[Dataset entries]
★ ★ ★

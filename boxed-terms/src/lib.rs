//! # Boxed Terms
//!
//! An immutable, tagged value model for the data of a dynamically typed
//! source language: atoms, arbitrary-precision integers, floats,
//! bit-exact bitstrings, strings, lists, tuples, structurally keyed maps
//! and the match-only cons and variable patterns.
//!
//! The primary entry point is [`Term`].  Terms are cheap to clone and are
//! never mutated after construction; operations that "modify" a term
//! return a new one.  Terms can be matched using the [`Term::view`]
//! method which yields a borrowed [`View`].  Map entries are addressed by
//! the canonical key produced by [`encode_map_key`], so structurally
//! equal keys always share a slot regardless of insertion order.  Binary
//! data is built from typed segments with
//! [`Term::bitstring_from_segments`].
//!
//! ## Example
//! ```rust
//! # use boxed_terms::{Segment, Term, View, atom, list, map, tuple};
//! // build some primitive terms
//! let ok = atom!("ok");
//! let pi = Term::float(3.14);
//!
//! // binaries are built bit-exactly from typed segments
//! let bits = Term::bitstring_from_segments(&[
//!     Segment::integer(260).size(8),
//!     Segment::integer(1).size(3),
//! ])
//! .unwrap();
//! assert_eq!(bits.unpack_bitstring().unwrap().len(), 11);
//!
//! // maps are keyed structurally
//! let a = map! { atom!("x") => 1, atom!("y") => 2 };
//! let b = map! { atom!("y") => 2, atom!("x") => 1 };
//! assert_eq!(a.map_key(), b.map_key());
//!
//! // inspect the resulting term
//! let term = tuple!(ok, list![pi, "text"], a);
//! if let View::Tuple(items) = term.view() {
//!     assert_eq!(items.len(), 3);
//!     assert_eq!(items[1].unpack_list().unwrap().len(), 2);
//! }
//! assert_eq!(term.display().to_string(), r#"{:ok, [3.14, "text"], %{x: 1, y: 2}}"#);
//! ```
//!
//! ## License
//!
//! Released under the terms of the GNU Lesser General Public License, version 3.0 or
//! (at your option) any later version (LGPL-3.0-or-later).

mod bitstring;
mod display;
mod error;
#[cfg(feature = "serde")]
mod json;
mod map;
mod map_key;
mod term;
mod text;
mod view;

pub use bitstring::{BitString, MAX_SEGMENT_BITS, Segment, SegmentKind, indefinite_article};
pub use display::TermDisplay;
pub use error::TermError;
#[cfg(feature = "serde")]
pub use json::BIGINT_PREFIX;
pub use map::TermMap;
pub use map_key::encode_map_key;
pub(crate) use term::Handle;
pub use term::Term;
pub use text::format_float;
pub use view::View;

★ ★ ★

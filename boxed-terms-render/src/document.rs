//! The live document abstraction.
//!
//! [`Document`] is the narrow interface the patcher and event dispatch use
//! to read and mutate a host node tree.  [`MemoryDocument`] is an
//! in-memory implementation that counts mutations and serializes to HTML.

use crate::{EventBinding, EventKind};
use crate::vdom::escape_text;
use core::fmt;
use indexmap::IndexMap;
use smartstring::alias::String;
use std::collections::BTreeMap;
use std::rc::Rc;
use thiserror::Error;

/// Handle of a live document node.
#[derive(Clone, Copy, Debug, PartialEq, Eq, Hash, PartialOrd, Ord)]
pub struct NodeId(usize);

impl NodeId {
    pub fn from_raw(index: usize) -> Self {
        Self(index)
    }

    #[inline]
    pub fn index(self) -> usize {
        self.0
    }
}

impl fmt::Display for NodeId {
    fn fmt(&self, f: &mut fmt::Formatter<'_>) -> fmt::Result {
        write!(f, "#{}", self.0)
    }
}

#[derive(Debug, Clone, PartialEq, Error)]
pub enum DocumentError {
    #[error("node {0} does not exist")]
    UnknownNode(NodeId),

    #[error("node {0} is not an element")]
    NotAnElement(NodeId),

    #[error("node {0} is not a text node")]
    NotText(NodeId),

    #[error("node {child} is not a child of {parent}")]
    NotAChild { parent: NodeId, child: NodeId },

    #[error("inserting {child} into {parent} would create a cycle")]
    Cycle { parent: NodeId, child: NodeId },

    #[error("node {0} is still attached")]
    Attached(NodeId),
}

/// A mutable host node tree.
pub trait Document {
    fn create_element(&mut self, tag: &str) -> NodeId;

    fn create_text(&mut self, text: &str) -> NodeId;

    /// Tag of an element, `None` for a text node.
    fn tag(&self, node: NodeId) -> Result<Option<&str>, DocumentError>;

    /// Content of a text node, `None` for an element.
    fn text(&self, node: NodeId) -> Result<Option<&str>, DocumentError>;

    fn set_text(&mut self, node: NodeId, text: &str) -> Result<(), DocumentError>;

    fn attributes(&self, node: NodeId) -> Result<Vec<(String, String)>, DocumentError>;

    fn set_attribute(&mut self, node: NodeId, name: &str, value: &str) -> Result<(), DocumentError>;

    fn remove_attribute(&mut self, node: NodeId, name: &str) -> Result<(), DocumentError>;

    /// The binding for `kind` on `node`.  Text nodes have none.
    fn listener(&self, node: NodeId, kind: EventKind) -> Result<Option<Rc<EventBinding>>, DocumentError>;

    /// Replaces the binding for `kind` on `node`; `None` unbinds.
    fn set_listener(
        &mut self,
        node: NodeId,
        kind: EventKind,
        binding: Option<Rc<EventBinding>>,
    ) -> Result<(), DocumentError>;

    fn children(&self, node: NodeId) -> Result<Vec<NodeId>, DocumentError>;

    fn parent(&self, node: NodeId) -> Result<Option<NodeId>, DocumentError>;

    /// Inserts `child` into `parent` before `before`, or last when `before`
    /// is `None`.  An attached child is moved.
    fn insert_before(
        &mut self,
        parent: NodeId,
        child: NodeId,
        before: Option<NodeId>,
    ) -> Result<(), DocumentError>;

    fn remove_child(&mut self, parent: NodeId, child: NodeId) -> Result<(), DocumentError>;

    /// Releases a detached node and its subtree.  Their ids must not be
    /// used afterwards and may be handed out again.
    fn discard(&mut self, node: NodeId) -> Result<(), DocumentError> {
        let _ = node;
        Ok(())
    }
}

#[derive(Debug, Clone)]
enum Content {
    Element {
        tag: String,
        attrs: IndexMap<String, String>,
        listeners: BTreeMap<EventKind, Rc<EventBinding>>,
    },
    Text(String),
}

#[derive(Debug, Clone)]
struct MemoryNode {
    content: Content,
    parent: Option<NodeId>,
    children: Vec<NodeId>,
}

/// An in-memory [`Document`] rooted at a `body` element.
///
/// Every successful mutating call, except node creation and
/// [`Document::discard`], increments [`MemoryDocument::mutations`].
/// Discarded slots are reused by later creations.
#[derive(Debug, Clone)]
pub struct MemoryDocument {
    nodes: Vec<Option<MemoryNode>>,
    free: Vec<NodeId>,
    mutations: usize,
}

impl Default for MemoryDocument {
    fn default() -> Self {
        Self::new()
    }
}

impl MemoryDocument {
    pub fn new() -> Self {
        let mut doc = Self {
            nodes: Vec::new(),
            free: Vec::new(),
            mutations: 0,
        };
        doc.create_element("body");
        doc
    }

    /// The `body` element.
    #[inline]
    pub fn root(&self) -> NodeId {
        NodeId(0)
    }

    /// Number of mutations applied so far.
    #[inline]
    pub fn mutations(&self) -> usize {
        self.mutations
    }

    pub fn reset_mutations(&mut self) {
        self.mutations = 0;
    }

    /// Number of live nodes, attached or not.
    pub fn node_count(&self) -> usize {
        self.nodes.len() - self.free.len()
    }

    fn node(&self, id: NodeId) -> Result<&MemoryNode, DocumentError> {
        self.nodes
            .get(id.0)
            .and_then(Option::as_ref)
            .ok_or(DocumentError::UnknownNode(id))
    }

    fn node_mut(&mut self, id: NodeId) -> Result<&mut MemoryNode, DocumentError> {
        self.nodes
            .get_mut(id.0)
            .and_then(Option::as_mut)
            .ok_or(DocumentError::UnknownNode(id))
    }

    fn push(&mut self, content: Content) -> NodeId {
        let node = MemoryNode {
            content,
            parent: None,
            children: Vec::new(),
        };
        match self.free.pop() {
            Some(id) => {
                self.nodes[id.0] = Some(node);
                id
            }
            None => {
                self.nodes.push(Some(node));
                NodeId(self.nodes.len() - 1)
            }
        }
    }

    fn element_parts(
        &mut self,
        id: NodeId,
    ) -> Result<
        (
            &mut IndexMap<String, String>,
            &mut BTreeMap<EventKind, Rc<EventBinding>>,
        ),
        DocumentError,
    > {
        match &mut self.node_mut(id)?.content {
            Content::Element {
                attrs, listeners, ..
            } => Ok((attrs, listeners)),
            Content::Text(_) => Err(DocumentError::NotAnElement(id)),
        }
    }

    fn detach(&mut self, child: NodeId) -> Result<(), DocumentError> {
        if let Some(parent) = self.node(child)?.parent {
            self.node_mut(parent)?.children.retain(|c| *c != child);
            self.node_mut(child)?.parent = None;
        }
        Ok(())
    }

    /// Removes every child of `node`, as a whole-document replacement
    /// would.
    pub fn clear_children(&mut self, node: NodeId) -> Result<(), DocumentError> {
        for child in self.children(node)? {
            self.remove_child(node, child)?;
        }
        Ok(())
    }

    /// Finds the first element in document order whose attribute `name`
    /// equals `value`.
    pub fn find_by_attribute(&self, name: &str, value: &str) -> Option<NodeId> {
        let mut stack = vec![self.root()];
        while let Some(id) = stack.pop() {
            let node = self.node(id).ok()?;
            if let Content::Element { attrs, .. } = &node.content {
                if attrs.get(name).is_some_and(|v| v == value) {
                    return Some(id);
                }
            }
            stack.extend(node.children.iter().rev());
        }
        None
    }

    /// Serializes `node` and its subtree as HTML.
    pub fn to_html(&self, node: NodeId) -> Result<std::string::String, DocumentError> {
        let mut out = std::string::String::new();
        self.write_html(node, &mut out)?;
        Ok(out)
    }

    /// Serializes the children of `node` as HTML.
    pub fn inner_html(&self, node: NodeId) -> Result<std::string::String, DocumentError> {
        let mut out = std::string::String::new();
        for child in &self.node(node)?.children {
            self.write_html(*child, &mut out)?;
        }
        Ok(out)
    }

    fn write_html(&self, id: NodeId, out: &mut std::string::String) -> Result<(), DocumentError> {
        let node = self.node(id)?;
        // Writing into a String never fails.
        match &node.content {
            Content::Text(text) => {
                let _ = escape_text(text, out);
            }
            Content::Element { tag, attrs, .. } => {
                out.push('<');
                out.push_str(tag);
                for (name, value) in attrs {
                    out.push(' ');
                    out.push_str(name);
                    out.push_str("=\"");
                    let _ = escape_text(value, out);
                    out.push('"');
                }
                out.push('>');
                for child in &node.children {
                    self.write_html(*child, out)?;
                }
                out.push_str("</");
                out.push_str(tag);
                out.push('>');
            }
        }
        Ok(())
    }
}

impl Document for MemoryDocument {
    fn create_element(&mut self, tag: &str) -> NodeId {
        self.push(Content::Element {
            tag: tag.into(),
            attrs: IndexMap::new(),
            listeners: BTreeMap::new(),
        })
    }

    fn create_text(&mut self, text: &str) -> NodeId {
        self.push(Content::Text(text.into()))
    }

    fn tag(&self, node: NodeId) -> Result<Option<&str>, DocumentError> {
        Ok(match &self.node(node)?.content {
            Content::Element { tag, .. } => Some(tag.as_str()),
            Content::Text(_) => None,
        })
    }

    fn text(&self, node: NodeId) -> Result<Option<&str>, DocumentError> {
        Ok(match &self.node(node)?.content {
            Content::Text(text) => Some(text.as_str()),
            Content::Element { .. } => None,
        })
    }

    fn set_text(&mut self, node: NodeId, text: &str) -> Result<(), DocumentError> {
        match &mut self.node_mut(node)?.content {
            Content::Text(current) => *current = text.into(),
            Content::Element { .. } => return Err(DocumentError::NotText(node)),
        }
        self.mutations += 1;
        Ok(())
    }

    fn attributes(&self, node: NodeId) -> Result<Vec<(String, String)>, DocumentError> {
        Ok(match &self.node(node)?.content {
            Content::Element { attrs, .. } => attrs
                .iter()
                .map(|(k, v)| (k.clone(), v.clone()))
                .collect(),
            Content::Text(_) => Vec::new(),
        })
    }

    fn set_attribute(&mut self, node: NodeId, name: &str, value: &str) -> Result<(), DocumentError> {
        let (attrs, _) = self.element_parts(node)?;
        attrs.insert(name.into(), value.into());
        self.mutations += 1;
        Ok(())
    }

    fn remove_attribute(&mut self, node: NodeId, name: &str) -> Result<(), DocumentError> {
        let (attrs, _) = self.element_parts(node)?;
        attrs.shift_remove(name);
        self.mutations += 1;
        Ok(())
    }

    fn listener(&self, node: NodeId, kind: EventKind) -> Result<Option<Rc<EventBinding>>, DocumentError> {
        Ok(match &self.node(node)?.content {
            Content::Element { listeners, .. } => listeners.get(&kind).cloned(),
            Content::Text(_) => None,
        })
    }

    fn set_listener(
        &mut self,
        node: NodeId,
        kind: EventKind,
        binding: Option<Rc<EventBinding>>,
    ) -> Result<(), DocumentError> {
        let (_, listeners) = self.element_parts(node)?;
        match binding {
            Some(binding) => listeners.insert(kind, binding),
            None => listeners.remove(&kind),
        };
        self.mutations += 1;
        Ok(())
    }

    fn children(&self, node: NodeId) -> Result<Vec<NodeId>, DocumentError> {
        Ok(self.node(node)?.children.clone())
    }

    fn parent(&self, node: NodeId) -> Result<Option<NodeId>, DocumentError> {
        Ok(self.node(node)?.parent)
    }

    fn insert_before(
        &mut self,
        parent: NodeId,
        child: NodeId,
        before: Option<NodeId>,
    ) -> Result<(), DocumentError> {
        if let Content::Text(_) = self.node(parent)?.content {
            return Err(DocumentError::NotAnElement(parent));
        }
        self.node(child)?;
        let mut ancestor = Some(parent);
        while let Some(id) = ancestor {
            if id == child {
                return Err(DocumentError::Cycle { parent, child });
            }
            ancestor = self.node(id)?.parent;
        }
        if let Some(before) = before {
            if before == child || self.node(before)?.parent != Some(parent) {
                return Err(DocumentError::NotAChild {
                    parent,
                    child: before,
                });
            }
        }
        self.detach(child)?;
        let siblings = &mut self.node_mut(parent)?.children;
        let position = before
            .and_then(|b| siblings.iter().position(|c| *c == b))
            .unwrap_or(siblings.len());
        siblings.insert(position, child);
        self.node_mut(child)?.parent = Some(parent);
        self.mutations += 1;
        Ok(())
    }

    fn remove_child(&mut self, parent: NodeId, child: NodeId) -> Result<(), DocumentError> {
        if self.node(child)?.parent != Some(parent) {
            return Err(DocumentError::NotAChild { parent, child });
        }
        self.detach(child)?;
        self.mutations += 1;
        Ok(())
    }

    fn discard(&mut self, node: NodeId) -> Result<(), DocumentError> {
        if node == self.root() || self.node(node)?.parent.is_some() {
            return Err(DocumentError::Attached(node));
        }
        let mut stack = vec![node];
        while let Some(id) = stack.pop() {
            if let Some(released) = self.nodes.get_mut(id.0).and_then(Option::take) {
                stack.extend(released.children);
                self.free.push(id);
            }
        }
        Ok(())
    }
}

★ ★ ★

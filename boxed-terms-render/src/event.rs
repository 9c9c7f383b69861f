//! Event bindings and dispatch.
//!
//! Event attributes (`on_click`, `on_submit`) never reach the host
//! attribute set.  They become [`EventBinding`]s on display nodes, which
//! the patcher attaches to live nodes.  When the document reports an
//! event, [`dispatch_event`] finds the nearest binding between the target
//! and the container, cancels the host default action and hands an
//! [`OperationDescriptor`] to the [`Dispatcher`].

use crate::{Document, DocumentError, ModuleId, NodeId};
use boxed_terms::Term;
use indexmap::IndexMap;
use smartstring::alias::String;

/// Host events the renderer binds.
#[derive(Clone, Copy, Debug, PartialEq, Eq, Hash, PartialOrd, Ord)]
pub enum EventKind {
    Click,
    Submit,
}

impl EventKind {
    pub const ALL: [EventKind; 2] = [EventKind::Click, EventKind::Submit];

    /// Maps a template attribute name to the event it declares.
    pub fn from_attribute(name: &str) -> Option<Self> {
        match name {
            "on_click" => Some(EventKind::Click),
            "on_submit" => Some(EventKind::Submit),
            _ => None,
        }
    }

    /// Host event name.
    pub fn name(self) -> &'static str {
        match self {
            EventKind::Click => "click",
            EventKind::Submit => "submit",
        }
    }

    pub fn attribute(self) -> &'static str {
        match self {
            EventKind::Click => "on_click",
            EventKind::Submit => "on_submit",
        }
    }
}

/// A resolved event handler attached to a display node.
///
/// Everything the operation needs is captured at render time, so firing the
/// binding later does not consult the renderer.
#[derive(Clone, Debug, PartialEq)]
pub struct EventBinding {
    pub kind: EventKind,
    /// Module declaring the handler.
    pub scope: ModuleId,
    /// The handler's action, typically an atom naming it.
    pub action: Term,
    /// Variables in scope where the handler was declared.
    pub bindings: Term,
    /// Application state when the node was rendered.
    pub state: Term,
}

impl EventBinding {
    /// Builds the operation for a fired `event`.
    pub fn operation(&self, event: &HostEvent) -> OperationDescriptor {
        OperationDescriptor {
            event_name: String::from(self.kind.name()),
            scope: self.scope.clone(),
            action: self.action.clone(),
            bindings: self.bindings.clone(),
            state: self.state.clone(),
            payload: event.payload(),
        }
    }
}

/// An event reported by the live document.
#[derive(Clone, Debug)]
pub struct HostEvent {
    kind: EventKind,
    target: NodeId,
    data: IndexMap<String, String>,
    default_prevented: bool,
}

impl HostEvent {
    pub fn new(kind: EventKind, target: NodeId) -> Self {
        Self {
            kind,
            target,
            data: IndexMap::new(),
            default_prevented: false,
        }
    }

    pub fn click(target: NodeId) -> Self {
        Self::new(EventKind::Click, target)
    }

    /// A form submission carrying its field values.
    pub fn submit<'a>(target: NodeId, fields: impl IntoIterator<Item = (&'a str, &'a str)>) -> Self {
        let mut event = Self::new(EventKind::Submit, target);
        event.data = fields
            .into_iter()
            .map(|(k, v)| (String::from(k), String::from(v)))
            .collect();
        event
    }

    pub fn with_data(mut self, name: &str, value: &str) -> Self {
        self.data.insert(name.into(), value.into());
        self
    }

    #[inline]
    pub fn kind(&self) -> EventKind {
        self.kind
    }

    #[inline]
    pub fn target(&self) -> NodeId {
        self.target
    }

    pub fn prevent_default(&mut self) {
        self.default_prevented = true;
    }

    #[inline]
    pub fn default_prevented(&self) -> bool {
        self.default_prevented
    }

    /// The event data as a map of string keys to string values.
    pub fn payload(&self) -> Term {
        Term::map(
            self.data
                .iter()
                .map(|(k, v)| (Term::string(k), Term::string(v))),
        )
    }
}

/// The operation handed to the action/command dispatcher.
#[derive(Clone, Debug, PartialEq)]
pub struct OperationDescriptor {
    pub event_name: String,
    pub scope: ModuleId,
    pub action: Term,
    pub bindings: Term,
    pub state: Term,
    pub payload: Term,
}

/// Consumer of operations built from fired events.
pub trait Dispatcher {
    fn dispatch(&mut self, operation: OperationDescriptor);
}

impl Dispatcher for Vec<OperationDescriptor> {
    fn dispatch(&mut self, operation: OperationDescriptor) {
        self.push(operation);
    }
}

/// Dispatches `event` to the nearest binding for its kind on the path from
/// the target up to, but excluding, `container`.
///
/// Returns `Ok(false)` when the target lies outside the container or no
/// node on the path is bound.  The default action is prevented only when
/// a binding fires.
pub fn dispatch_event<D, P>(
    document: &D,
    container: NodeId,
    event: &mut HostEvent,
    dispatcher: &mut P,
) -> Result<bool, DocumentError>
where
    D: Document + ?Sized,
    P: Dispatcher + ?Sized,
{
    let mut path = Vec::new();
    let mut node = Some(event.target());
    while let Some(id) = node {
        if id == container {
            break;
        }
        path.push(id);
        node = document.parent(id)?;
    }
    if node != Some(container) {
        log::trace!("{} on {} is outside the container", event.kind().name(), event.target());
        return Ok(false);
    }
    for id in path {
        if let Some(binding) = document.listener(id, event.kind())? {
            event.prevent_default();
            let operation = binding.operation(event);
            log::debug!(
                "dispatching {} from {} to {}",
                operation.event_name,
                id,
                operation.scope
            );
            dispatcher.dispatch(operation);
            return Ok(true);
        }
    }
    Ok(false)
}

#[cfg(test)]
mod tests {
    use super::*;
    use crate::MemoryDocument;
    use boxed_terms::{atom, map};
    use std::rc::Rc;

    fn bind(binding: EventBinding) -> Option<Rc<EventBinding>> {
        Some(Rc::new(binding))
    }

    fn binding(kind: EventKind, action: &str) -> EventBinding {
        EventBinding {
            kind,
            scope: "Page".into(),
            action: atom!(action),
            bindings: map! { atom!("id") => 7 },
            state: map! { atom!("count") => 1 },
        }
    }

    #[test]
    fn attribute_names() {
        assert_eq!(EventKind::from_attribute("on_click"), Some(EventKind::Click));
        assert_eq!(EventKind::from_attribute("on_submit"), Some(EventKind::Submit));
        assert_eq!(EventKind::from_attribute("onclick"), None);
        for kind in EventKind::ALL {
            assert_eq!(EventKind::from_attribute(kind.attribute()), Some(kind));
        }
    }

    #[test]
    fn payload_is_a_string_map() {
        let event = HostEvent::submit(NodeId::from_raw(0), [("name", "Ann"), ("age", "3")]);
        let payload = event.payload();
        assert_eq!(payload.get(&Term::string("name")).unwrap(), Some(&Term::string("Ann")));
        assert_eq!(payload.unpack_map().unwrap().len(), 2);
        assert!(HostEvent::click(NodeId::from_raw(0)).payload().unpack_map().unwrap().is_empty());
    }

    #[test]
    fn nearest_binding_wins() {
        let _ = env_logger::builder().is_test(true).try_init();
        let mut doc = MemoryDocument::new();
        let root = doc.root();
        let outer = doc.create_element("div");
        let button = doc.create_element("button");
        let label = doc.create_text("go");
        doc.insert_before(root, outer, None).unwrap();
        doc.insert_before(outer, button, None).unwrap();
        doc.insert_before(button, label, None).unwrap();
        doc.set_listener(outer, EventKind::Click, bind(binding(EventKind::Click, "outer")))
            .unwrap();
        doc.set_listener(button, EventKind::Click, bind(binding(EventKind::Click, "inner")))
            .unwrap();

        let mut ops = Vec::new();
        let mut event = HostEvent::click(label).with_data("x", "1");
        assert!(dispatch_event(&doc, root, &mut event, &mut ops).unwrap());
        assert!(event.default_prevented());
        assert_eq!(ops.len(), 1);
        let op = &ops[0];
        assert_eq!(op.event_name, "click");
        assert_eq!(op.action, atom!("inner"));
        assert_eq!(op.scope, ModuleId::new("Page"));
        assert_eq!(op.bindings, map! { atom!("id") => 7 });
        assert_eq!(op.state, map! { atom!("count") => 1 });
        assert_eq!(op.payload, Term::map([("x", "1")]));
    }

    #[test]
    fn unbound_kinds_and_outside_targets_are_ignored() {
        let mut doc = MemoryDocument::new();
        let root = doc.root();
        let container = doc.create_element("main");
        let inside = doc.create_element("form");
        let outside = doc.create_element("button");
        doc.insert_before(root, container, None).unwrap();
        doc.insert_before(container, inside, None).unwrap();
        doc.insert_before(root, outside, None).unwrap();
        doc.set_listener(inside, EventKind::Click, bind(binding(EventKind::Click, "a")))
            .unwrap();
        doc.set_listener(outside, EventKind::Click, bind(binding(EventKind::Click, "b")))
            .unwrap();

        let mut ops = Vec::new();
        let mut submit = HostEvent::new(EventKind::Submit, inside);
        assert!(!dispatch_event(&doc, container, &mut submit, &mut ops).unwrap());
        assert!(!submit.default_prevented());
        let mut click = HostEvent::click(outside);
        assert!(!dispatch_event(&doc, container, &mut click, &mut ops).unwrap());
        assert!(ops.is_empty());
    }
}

★ ★ ★

What you need to do:
In the entries above, how many lines hold "Sized"? Answer with the number alone.

Answer section:
2